What Is Lean Body Mass?

Lean body mass (LBM) is the total weight of your body minus the weight of all your fat. It includes muscle, bone, organs, skin, connective tissue, and body water. Because it captures the metabolically active part of your body, LBM is a more meaningful figure than total weight for many health and fitness decisions. Two people of the same weight can have very different amounts of lean tissue, and tracking LBM over time tells you whether weight changes come from muscle or from fat.

Why Lean Body Mass Matters

  • Katch-McArdle BMR: The Katch-McArdle equation estimates your basal metabolic rate directly from lean body mass (BMR = 370 + 21.6 × LBM in kg), which can be more accurate than weight-based formulas for lean or muscular individuals.
  • Medication dosing: Many drugs, including anaesthetics and some chemotherapy agents, are dosed by lean body mass rather than total weight to avoid overdosing patients with higher body fat.
  • Body-composition goals: Preserving or building lean mass during a diet is a key marker of healthy fat loss.
  • Athletic performance: Strength and power often track with lean mass rather than total body weight.

Calculation Methods Explained

Boer Formula

The Boer formula estimates lean body mass from weight and height and is one of the most widely used equations in clinical practice.
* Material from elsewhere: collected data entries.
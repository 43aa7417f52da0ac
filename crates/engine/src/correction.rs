use classifica_core::{TransactionContext, TransactionType};
use serde::{Deserialize, Serialize};
use tracing::debug;

use crate::engine::{CategorizationEngine, CategorizeOptions};
use crate::matcher::CategorizationResult;
use crate::rules::DEFAULT_CONFIDENCE;

use TransactionType::{Expense, Income};

/// Confidence removed from a result whose type was overridden.
pub const CORRECTION_PENALTY: u8 = 20;

/// Phrase → type, evaluated top to bottom; the first hit decides.
pub const TYPE_LEXICON: &[(&str, TransactionType)] = &[
    ("compra no", Expense),
    ("compra na", Expense),
    ("compra em", Expense),
    ("pagamento de boleto", Expense),
    ("pagamento efetuado", Expense),
    ("pix enviado", Expense),
    ("pix recebido", Income),
    ("transferência enviada", Expense),
    ("transferencia enviada", Expense),
    ("transferência recebida", Income),
    ("transferencia recebida", Income),
    ("ted enviada", Expense),
    ("ted recebida", Income),
    ("salário", Income),
    ("salario", Income),
    ("depósito recebido", Income),
    ("estorno de", Income),
    ("saque no", Expense),
    ("tarifa de", Expense),
    ("débito automático", Expense),
    ("rendimento de", Income),
];

pub const EXPENSE_INDICATORS: &[&str] = &[
    "compra",
    "pagamento",
    "débito",
    "debito",
    "saque",
    "taxa",
    "tarifa",
    "fatura",
    "aluguel",
    "financiamento",
    "prestação",
    "parcela",
    "anuidade",
];

pub const INCOME_INDICATORS: &[&str] = &[
    "recebimento",
    "crédito",
    "credito",
    "depósito",
    "deposito",
    "salário",
    "estorno",
    "rendimento",
    "juros",
    "freelance",
    "venda",
    "reembolso",
    "dividendo",
];

/// Checked last, after both indicator lists.
pub const DIRECTIONAL_PHRASES: &[(&str, TransactionType)] = &[
    ("pix para", Expense),
    ("pix de", Income),
    ("transferência para", Expense),
    ("transferencia para", Expense),
    ("transferência de", Income),
    ("transferencia de", Income),
];

/// Words that make an income line suspicious.
const INCOME_SUSPECT_WORDS: &[&str] = &["recebido", "depósito"];
/// Words that make an expense line suspicious.
const EXPENSE_SUSPECT_WORDS: &[&str] = &["pagamento", "débito", "saque"];

#[derive(Debug, Clone, PartialEq, Eq, Serialize, Deserialize)]
pub struct TypeCorrection {
    pub corrected_type: TransactionType,
    pub reason: String,
}

/// Infers a transaction's direction from lexical cues in its description.
#[derive(Debug, Clone, Copy, Default)]
pub struct TypeCorrector;

impl TypeCorrector {
    /// The type the description points to and the phrase that decided it.
    pub fn detect(&self, description: &str) -> Option<(TransactionType, &'static str)> {
        let text = description.to_lowercase();

        if let Some((phrase, tx_type)) = TYPE_LEXICON.iter().find(|(p, _)| text.contains(p)) {
            return Some((*tx_type, *phrase));
        }
        if let Some(word) = EXPENSE_INDICATORS.iter().find(|w| text.contains(*w)) {
            return Some((Expense, *word));
        }
        if let Some(word) = INCOME_INDICATORS.iter().find(|w| text.contains(*w)) {
            return Some((Income, *word));
        }
        DIRECTIONAL_PHRASES
            .iter()
            .find(|(p, _)| text.contains(p))
            .map(|(phrase, tx_type)| (*tx_type, *phrase))
    }

    /// A correction only when the detected type differs from `declared`.
    pub fn correct(&self, description: &str, declared: TransactionType) -> Option<TypeCorrection> {
        let (detected, phrase) = self.detect(description)?;
        (detected != declared).then(|| TypeCorrection {
            corrected_type: detected,
            reason: format!(
                "Descrição contém \"{phrase}\", típico de {}; tipo declarado era {}",
                detected.label_pt(),
                declared.label_pt()
            ),
        })
    }
}

#[derive(Debug, Clone, PartialEq, Serialize, Deserialize)]
#[serde(rename_all = "camelCase")]
pub struct ImprovedCategorizationResult {
    #[serde(flatten)]
    pub result: CategorizationResult,
    #[serde(default, skip_serializing_if = "Option::is_none")]
    pub corrected_type: Option<TransactionType>,
    #[serde(default, skip_serializing_if = "Option::is_none")]
    pub type_correction_reason: Option<String>,
    #[serde(default, skip_serializing_if = "Vec::is_empty")]
    pub validation_warnings: Vec<String>,
}

impl ImprovedCategorizationResult {
    pub fn needs_review(&self) -> bool {
        self.result.needs_review() || !self.validation_warnings.is_empty()
    }
}

/// Runs a type sanity check before categorizing and flags results whose
/// category disagrees with the transaction's direction. Stateless per call.
pub struct CorrectionLayer<'e> {
    engine: &'e CategorizationEngine,
    corrector: TypeCorrector,
}

impl<'e> CorrectionLayer<'e> {
    pub fn new(engine: &'e CategorizationEngine) -> Self {
        Self {
            engine,
            corrector: TypeCorrector,
        }
    }

    pub fn categorize_with_corrections(
        &self,
        tx: &TransactionContext,
        available_categories: Option<&[String]>,
    ) -> ImprovedCategorizationResult {
        let correction = self.corrector.correct(&tx.description, tx.original_type);
        let tx_type = correction
            .as_ref()
            .map_or(tx.original_type, |c| c.corrected_type);
        if let Some(c) = &correction {
            debug!(description = %tx.description, corrected = %c.corrected_type, "type corrected");
        }

        let options = CategorizeOptions {
            available_categories: available_categories.map(<[String]>::to_vec),
            ..CategorizeOptions::default()
        };
        let mut result = self
            .engine
            .categorize_description(&tx.description, tx_type, &options);

        if correction.is_some() {
            result.confidence = penalize(result.confidence);
        }

        let validation_warnings = self.validate(&tx.description, tx_type, &result);

        ImprovedCategorizationResult {
            result,
            corrected_type: correction.as_ref().map(|c| c.corrected_type),
            type_correction_reason: correction.map(|c| c.reason),
            validation_warnings,
        }
    }

    fn validate(
        &self,
        description: &str,
        tx_type: TransactionType,
        result: &CategorizationResult,
    ) -> Vec<String> {
        let mut warnings = Vec::new();
        let rules = self.engine.rules_snapshot();

        if let Some(rule) = rules.get_by_name(&result.category) {
            if !rules.has_category_of_type(&result.category, tx_type) {
                warnings.push(format!(
                    "Categoria \"{}\" é de {}, mas a transação é {}",
                    result.category,
                    rule.rule_type.label_pt(),
                    tx_type.label_pt()
                ));
            }
        }

        let text = description.to_lowercase();
        let suspects = match tx_type {
            Income => INCOME_SUSPECT_WORDS,
            Expense => EXPENSE_SUSPECT_WORDS,
        };
        if let Some(word) = suspects.iter().find(|w| text.contains(*w)) {
            warnings.push(format!(
                "Transação de {} com \"{word}\" na descrição; confirme o tipo",
                tx_type.label_pt()
            ));
        }

        warnings
    }
}

/// Lowers confidence by the penalty without dropping below the default
/// category's confidence; values already at or below it are left alone.
fn penalize(confidence: u8) -> u8 {
    if confidence <= DEFAULT_CONFIDENCE {
        confidence
    } else {
        confidence.saturating_sub(CORRECTION_PENALTY).max(DEFAULT_CONFIDENCE)
    }
}
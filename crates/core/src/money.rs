use rust_decimal::prelude::ToPrimitive;
use rust_decimal::Decimal;
use serde::{Deserialize, Serialize};
use std::fmt;
use std::ops::{Add, Sub};

/// A monetary amount rounded to centavos.
#[derive(Debug, Clone, Copy, PartialEq, Eq, PartialOrd, Ord, Serialize, Deserialize)]
pub struct Money(Decimal);

impl Money {
    pub fn from_cents(cents: i64) -> Self {
        Money(Decimal::from(cents) / Decimal::from(100))
    }

    pub fn to_cents(self) -> i64 {
        (self.0 * Decimal::from(100)).to_i64().unwrap_or_default()
    }

    pub fn from_decimal(decimal: Decimal) -> Self {
        Money(decimal.round_dp(2))
    }

    pub fn as_decimal(self) -> Decimal {
        self.0
    }

    pub fn zero() -> Self {
        Money(Decimal::ZERO)
    }

    pub fn is_zero(self) -> bool {
        self.0.is_zero()
    }
}

impl Default for Money {
    fn default() -> Self {
        Money::zero()
    }
}

/// Brazilian formatting: `R$ 1.234,56`.
impl fmt::Display for Money {
    fn fmt(&self, f: &mut fmt::Formatter<'_>) -> fmt::Result {
        let raw = format!("{:.2}", self.0.abs());
        let (int_part, frac_part) = raw.split_once('.').unwrap_or((raw.as_str(), "00"));

        let digits: Vec<char> = int_part.chars().collect();
        let mut grouped = String::with_capacity(digits.len() + digits.len() / 3);
        for (i, c) in digits.iter().enumerate() {
            if i > 0 && (digits.len() - i) % 3 == 0 {
                grouped.push('.');
            }
            grouped.push(*c);
        }

        let sign = if self.0.is_sign_negative() && !self.0.is_zero() { "-" } else { "" };
        write!(f, "{sign}R$ {grouped},{frac_part}")
    }
}

impl Add for Money {
    type Output = Self;
    fn add(self, rhs: Self) -> Self {
        Money(self.0 + rhs.0)
    }
}

impl Sub for Money {
    type Output = Self;
    fn sub(self, rhs: Self) -> Self {
        Money(self.0 - rhs.0)
    }
}
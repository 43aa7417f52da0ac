//! Assigns categories to bank statement lines from their description,
//! declared type and amount.
//!
//! [`CategorizationEngine`] owns the rule table and the learning store;
//! [`CorrectionLayer`] wraps it with an income/expense sanity check.

pub mod config;
pub mod correction;
pub mod engine;
pub mod error;
pub mod learning;
pub mod matcher;
pub mod patterns;
pub mod rules;
pub(crate) mod util;

pub use config::{EngineConfig, KeywordExtension};
pub use correction::{CorrectionLayer, ImprovedCategorizationResult, TypeCorrection, TypeCorrector};
pub use engine::{CategorizationEngine, CategorizeOptions, CategorizedTransaction};
pub use error::{ConfigError, EngineError};
pub use learning::{LearningFeedback, LearningRecord, LearningStats, LearningStore};
pub use matcher::{CategorizationResult, MatchCandidate, MatchMethod, Matcher};
pub use rules::{
    default_category_for, CategoryRule, RuleDatabase, DEFAULT_EXPENSE_CATEGORY,
    DEFAULT_INCOME_CATEGORY,
};

pub use classifica_core::{Money, TransactionContext, TransactionRecord, TransactionType};
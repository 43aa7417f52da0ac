/// Levenshtein edit distance over Unicode scalar values, using the two-row
/// O(min(m,n)) space algorithm. Accented letters count as one symbol each.
pub fn levenshtein_distance(s1: &str, s2: &str) -> usize {
    let a: Vec<char> = s1.chars().collect();
    let b: Vec<char> = s2.chars().collect();
    let (m, n) = (a.len(), b.len());

    if m == 0 {
        return n;
    }
    if n == 0 {
        return m;
    }

    // Shorter string drives the outer loop; rows are sized by the longer one.
    let (a, b, m, n) = if m <= n { (a, b, m, n) } else { (b, a, n, m) };

    let mut prev: Vec<usize> = (0..=n).collect();
    let mut curr = vec![0usize; n + 1];

    for i in 1..=m {
        curr[0] = i;
        for j in 1..=n {
            let cost = usize::from(a[i - 1] != b[j - 1]);
            curr[j] = (prev[j] + 1).min(curr[j - 1] + 1).min(prev[j - 1] + cost);
        }
        std::mem::swap(&mut prev, &mut curr);
    }

    prev[n]
}

/// Whole-string similarity `(max_len - distance) / max_len` in [0.0, 1.0].
///
/// Not tokenized: a short keyword compared with a long description scores
/// low even when it occurs verbatim inside it.
pub fn similarity(s1: &str, s2: &str) -> f64 {
    let max_len = char_len(s1).max(char_len(s2));
    if max_len == 0 {
        return 1.0;
    }
    (max_len - levenshtein_distance(s1, s2)) as f64 / max_len as f64
}

pub fn char_len(s: &str) -> usize {
    s.chars().count()
}

/// Trimmed, lower-cased form used for exact and substring comparisons.
pub fn normalize(s: &str) -> String {
    s.trim().to_lowercase()
}
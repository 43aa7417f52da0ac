use thiserror::Error;

#[derive(Debug, Error)]
pub enum ConfigError {
    #[error("Failed to parse TOML: {0}")]
    Parse(#[from] toml::de::Error),
    #[error("Rule '{key}' has confidence {confidence}, must be between 0 and 100")]
    InvalidConfidence { key: String, confidence: u8 },
    #[error("Rule '{key}' has priority 0, must be at least 1")]
    InvalidPriority { key: String },
    #[error("Duplicate rule key: {0}")]
    DuplicateRuleKey(String),
    #[error("Rule '{0}' has an empty name")]
    EmptyRuleName(String),
    #[error("min_confidence {0} is above 100")]
    InvalidMinConfidence(u8),
    #[error("learning_capacity must be at least 1")]
    ZeroLearningCapacity,
}

#[derive(Debug, Error)]
pub enum EngineError {
    #[error("Configuration error: {0}")]
    Config(#[from] ConfigError),
    #[error("Learning data is not valid JSON: {0}")]
    Json(#[from] serde_json::Error),
}
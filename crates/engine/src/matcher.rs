use std::collections::HashSet;

use classifica_core::TransactionType;
use serde::{Deserialize, Serialize};
use tracing::trace;

use crate::patterns::category_patterns;
use crate::rules::{CategoryRule, RuleDatabase};
use crate::util::{char_len, normalize, similarity};

#[derive(Debug, Clone, Copy, PartialEq, Eq, Hash, Serialize, Deserialize)]
#[serde(rename_all = "lowercase")]
pub enum MatchMethod {
    Exact,
    Partial,
    Fuzzy,
    Regex,
    Learned,
    Default,
}

impl std::fmt::Display for MatchMethod {
    fn fmt(&self, f: &mut std::fmt::Formatter<'_>) -> std::fmt::Result {
        match self {
            MatchMethod::Exact => write!(f, "exact"),
            MatchMethod::Partial => write!(f, "partial"),
            MatchMethod::Fuzzy => write!(f, "fuzzy"),
            MatchMethod::Regex => write!(f, "regex"),
            MatchMethod::Learned => write!(f, "learned"),
            MatchMethod::Default => write!(f, "default"),
        }
    }
}

impl std::str::FromStr for MatchMethod {
    type Err = String;

    fn from_str(s: &str) -> Result<Self, Self::Err> {
        match s {
            "exact" => Ok(MatchMethod::Exact),
            "partial" => Ok(MatchMethod::Partial),
            "fuzzy" => Ok(MatchMethod::Fuzzy),
            "regex" => Ok(MatchMethod::Regex),
            "learned" => Ok(MatchMethod::Learned),
            "default" => Ok(MatchMethod::Default),
            other => Err(format!("Unknown match method: '{other}'")),
        }
    }
}

#[derive(Debug, Clone, PartialEq, Eq, Serialize, Deserialize)]
#[serde(rename_all = "camelCase")]
pub struct MatchCandidate {
    pub category: String,
    /// 0–100.
    pub confidence: u8,
    pub method: MatchMethod,
    #[serde(default, skip_serializing_if = "Option::is_none")]
    pub matched_keyword: Option<String>,
}

#[derive(Debug, Clone, PartialEq, Eq, Serialize, Deserialize)]
#[serde(rename_all = "camelCase")]
pub struct CategorizationResult {
    pub category: String,
    pub confidence: u8,
    pub method: MatchMethod,
    #[serde(default, skip_serializing_if = "Option::is_none")]
    pub matched_keyword: Option<String>,
    #[serde(default, skip_serializing_if = "Vec::is_empty")]
    pub alternatives: Vec<MatchCandidate>,
}

impl CategorizationResult {
    pub fn new(category: &str, confidence: u8, method: MatchMethod) -> Self {
        CategorizationResult {
            category: category.to_string(),
            confidence: confidence.min(100),
            method,
            matched_keyword: None,
            alternatives: Vec::new(),
        }
    }

    /// Fallback assignments are worth a second look from the user.
    pub fn needs_review(&self) -> bool {
        self.method == MatchMethod::Default
    }
}

/// A pooled candidate together with the priority used to rank it.
#[derive(Debug, Clone)]
struct Scored {
    candidate: MatchCandidate,
    priority: u32,
}

impl Scored {
    fn score(&self) -> u32 {
        u32::from(self.candidate.confidence) * self.priority
    }
}

/// Runs the exact, partial, fuzzy and regex strategies over a rule table
/// and ranks what they find.
#[derive(Debug, Clone)]
pub struct Matcher {
    /// Minimum confidence for a substring hit.
    pub partial_threshold: u8,
    /// Minimum whole-string similarity for a fuzzy hit.
    pub fuzzy_threshold: f64,
    pub max_alternatives: usize,
}

impl Default for Matcher {
    fn default() -> Self {
        Self {
            partial_threshold: 60,
            fuzzy_threshold: 0.70,
            max_alternatives: 3,
        }
    }
}

impl Matcher {
    pub fn new(partial_threshold: u8, fuzzy_threshold: f64, max_alternatives: usize) -> Self {
        Self {
            partial_threshold,
            fuzzy_threshold,
            max_alternatives,
        }
    }

    /// Best candidate for `description` among rules of `tx_type`, optionally
    /// restricted to the category names in `available`. `None` when no
    /// strategy produced anything.
    pub fn match_description(
        &self,
        rules: &RuleDatabase,
        description: &str,
        tx_type: TransactionType,
        available: Option<&HashSet<String>>,
    ) -> Option<CategorizationResult> {
        let text = normalize(description);
        if text.is_empty() {
            return None;
        }

        let available: Option<HashSet<String>> =
            available.map(|names| names.iter().map(|n| n.to_lowercase()).collect());
        let allowed = |name: &str| {
            available
                .as_ref()
                .map_or(true, |names| names.contains(&name.to_lowercase()))
        };

        let candidates: Vec<&CategoryRule> = rules
            .iter_type(tx_type)
            .filter(|r| allowed(r.name.as_str()))
            .collect();

        // Pool order is exact, partial, fuzzy, regex: the stable sort below
        // keeps that order between equal scores.
        let mut pool: Vec<Scored> = Vec::new();
        self.exact(&candidates, &text, &mut pool);
        self.partial(&candidates, &text, &mut pool);
        self.fuzzy(&candidates, &description.to_lowercase(), &mut pool);
        self.regex(rules, description, tx_type, &allowed, &mut pool);

        trace!(description, candidates = pool.len(), "matcher pool built");

        pool.sort_by(|a, b| b.score().cmp(&a.score()));
        let mut ranked = pool.into_iter().map(|s| s.candidate);
        let best = ranked.next()?;

        let mut alternatives: Vec<MatchCandidate> = Vec::new();
        for candidate in ranked {
            if alternatives.len() >= self.max_alternatives {
                break;
            }
            if candidate.category == best.category
                || alternatives.iter().any(|a| a.category == candidate.category)
            {
                continue;
            }
            alternatives.push(candidate);
        }

        Some(CategorizationResult {
            category: best.category,
            confidence: best.confidence,
            method: best.method,
            matched_keyword: best.matched_keyword,
            alternatives,
        })
    }

    fn exact(&self, rules: &[&CategoryRule], text: &str, pool: &mut Vec<Scored>) {
        for rule in rules {
            if let Some(keyword) = rule.keywords.iter().find(|k| k.as_str() == text) {
                pool.push(scored(rule, rule.confidence, MatchMethod::Exact, keyword));
            }
        }
    }

    fn partial(&self, rules: &[&CategoryRule], text: &str, pool: &mut Vec<Scored>) {
        let text_len = char_len(text) as f64;
        for rule in rules {
            for keyword in rule.keywords.iter().filter(|k| text.contains(k.as_str())) {
                let ratio = (char_len(keyword) as f64 / text_len * 100.0).round();
                let confidence = (ratio.min(100.0) as u8).min(rule.confidence);
                if confidence >= self.partial_threshold {
                    pool.push(scored(rule, confidence, MatchMethod::Partial, keyword));
                }
            }
        }
    }

    fn fuzzy(&self, rules: &[&CategoryRule], text: &str, pool: &mut Vec<Scored>) {
        for rule in rules {
            for keyword in &rule.keywords {
                let sim = similarity(text, keyword);
                if sim >= self.fuzzy_threshold {
                    let confidence = (sim * f64::from(rule.confidence)).round() as u8;
                    pool.push(scored(rule, confidence, MatchMethod::Fuzzy, keyword));
                }
            }
        }
    }

    fn regex(
        &self,
        rules: &RuleDatabase,
        description: &str,
        tx_type: TransactionType,
        allowed: &dyn Fn(&str) -> bool,
        pool: &mut Vec<Scored>,
    ) {
        for pattern in category_patterns() {
            if !allowed(pattern.category) {
                continue;
            }
            let Some(found) = pattern.regex.find(description) else {
                continue;
            };
            // Prefer the rule of the transaction's own type when a name is
            // shared; categories without a rule rank with priority 1.
            let priority = rules
                .iter_type(tx_type)
                .find(|r| r.name == pattern.category)
                .or_else(|| rules.get_by_name(pattern.category))
                .map_or(1, |r| r.priority);
            pool.push(Scored {
                candidate: MatchCandidate {
                    category: pattern.category.to_string(),
                    confidence: pattern.confidence,
                    method: MatchMethod::Regex,
                    matched_keyword: Some(found.as_str().to_lowercase()),
                },
                priority,
            });
        }
    }
}
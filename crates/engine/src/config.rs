use serde::{Deserialize, Serialize};

use crate::error::ConfigError;
use crate::learning::DEFAULT_LEARNING_CAPACITY;
use crate::rules::{CategoryRule, RuleDatabase};

/// Extra keywords appended to an existing category at load.
#[derive(Debug, Clone, PartialEq, Serialize, Deserialize)]
pub struct KeywordExtension {
    /// Category name or rule key.
    pub category: String,
    pub keywords: Vec<String>,
}

#[derive(Debug, Clone, PartialEq, Serialize, Deserialize)]
#[serde(default)]
pub struct EngineConfig {
    pub min_confidence: u8,
    pub enable_learning: bool,
    pub learning_capacity: usize,
    /// Batches of at most this many transactions run on the calling thread.
    pub parallel_batch_threshold: usize,
    /// Defaults to the available parallelism.
    pub max_workers: Option<usize>,
    /// Replace built-in rules by key, or add new ones.
    pub rules: Vec<CategoryRule>,
    pub keywords: Vec<KeywordExtension>,
}

impl Default for EngineConfig {
    fn default() -> Self {
        Self {
            min_confidence: 70,
            enable_learning: true,
            learning_capacity: DEFAULT_LEARNING_CAPACITY,
            parallel_batch_threshold: 64,
            max_workers: None,
            rules: Vec::new(),
            keywords: Vec::new(),
        }
    }
}

impl EngineConfig {
    pub fn from_toml(toml_content: &str) -> Result<Self, ConfigError> {
        let config: EngineConfig = toml::from_str(toml_content)?;
        config.validate()?;
        Ok(config)
    }

    pub fn validate(&self) -> Result<(), ConfigError> {
        if self.min_confidence > 100 {
            return Err(ConfigError::InvalidMinConfidence(self.min_confidence));
        }
        if self.learning_capacity == 0 {
            return Err(ConfigError::ZeroLearningCapacity);
        }
        Ok(())
    }

    /// The built-in table with this config's rules and keywords applied.
    pub fn build_rules(&self) -> Result<RuleDatabase, ConfigError> {
        let mut db = RuleDatabase::default();
        for rule in &self.rules {
            db.upsert(rule.clone())?;
        }
        for ext in &self.keywords {
            for keyword in &ext.keywords {
                db.add_keyword(&ext.category, keyword);
            }
        }
        Ok(db)
    }
}
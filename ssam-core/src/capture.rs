//! Capture extraction: pull read/write payload bytes out of an IRP monitor text log.
//!
//! Only `Data (Hexer)` blocks belonging to a `Major function = Read` or `= Write`
//! request are kept. Everything else is dropped without error.

use std::io::BufRead;

const FUNCTION_MARKER: &str = "Major function =";
const DATA_MARKER: &str = "Data (Hexer)";
const DATA_INDENT: &str = "  ";

/// Major function of the IRP a data block belongs to.
#[derive(Debug, Clone, PartialEq, Eq)]
enum Function {
    None,
    Read,
    Write,
    Other(String),
}

impl Function {
    fn parse(name: &str) -> Self {
        match name {
            "Read" => Function::Read,
            "Write" => Function::Write,
            other => Function::Other(other.to_string()),
        }
    }

    fn carries_payload(&self) -> bool {
        matches!(self, Function::Read | Function::Write)
    }
}

/// Line-oriented extractor. Feed lines in order, then call `finish`.
#[derive(Debug)]
pub struct Extractor {
    function: Function,
    /// Function in effect when the current hex block was opened.
    block: Option<Function>,
    lines: Vec<String>,
    out: Vec<u8>,
}

impl Extractor {
    pub fn new() -> Self {
        Self {
            function: Function::None,
            block: None,
            lines: Vec::new(),
            out: Vec::new(),
        }
    }

    /// Process one line of the capture log (without trailing newline).
    pub fn push_line(&mut self, line: &str) {
        let line = line.trim_end_matches(['\r', '\n']);

        if self.block.is_some() && line.starts_with(DATA_INDENT) {
            self.lines.push(line.trim().to_string());
            return;
        }
        self.flush();

        if let Some(rest) = line.strip_prefix(FUNCTION_MARKER) {
            self.function = Function::parse(rest.trim());
        } else if line.starts_with(DATA_MARKER) {
            self.block = Some(self.function.clone());
        }
    }

    /// Close any open block and return the collected bytes.
    pub fn finish(mut self) -> Vec<u8> {
        self.flush();
        self.out
    }

    fn flush(&mut self) {
        let Some(function) = self.block.take() else {
            return;
        };
        let lines = std::mem::take(&mut self.lines);
        if !function.carries_payload() {
            log::trace!("dropping {} hex line(s) of {:?} block", lines.len(), function);
            return;
        }
        for line in &lines {
            parse_hex_line(line, &mut self.out);
        }
    }
}

impl Default for Extractor {
    fn default() -> Self {
        Self::new()
    }
}

/// Parse the second tab-separated field of a hex dump line, appending valid bytes.
fn parse_hex_line(line: &str, out: &mut Vec<u8>) {
    let Some(field) = line.split('\t').nth(1) else {
        log::debug!("hex line without data field: {line:?}");
        return;
    };
    for token in field.split_whitespace() {
        match u8::from_str_radix(token, 16) {
            Ok(b) => out.push(b),
            Err(_) => log::debug!("skipping invalid hex token {token:?}"),
        }
    }
}

/// Extract payload bytes from capture text.
pub fn extract_bytes(text: &str) -> Vec<u8> {
    let mut ex = Extractor::new();
    for line in text.lines() {
        ex.push_line(line);
    }
    ex.finish()
}

/// Extract payload bytes from raw capture file contents; invalid UTF-8 is replaced.
pub fn extract_from_slice(raw: &[u8]) -> Vec<u8> {
    extract_bytes(&String::from_utf8_lossy(raw))
}

/// Extract payload bytes from a reader. Lines are decoded lossily.
pub fn extract_from_reader<R: BufRead>(mut reader: R) -> std::io::Result<Vec<u8>> {
    let mut ex = Extractor::new();
    let mut buf = Vec::new();
    loop {
        buf.clear();
        if reader.read_until(b'\n', &mut buf)? == 0 {
            break;
        }
        ex.push_line(&String::from_utf8_lossy(&buf));
    }
    Ok(ex.finish())
}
It is the default used for the headline result on this calculator.

Men: LBM = 0.407 × kg + 0.267 × cm − 19.2

Women: LBM = 0.252 × kg + 0.473 × cm − 48.3

Hume Formula

The Hume formula is an alternative weight-and-height equation, useful as a cross-check against the Boer estimate.

Men: LBM = 0.32810 × kg + 0.33929 × cm − 29.5336

Women: LBM = 0.29569 × kg + 0.41813 × cm − 43.2933

Body-Fat Percentage Method

If you have a measured body-fat percentage (from a DEXA scan, calipers, or a Bod Pod), lean body mass can be calculated directly. This is the most accurate approach because it uses your actual body composition rather than a population estimate. When a body-fat % is entered, this method becomes the headline result.

LBM = weight × (1 − body fat % / 100)

References

The formulas used in this calculator are based on peer-reviewed research:

  • Boer, P. (1984). "Estimated lean body mass as an index for normalization of body fluid volumes in humans." American Journal of Physiology, 247(4), F632-F636. DOI: 10.1152/ajprenal.1984.247.4.F632
  • Hume, R. (1966). "Prediction of lean body mass from height and weight." Journal of Clinical Pathology, 19(4), 389-391. DOI: 10.1136/jcp.19.4.389
  • Katch, F.I. & McArdle, W.D. (1973). "Prediction of body density from simple anthropometric measurements in college-age men and women." Human Biology, 45(3), 445-455.

Note: This calculator provides estimates based on validated formulas but should not replace professional body composition analysis. The Boer and Hume formulas estimate lean body mass from height and weight and do not account for individual differences in muscularity or hydration. For the most accurate result, enter a measured body-fat percentage. Consult a healthcare professional for medical or dosing decisions.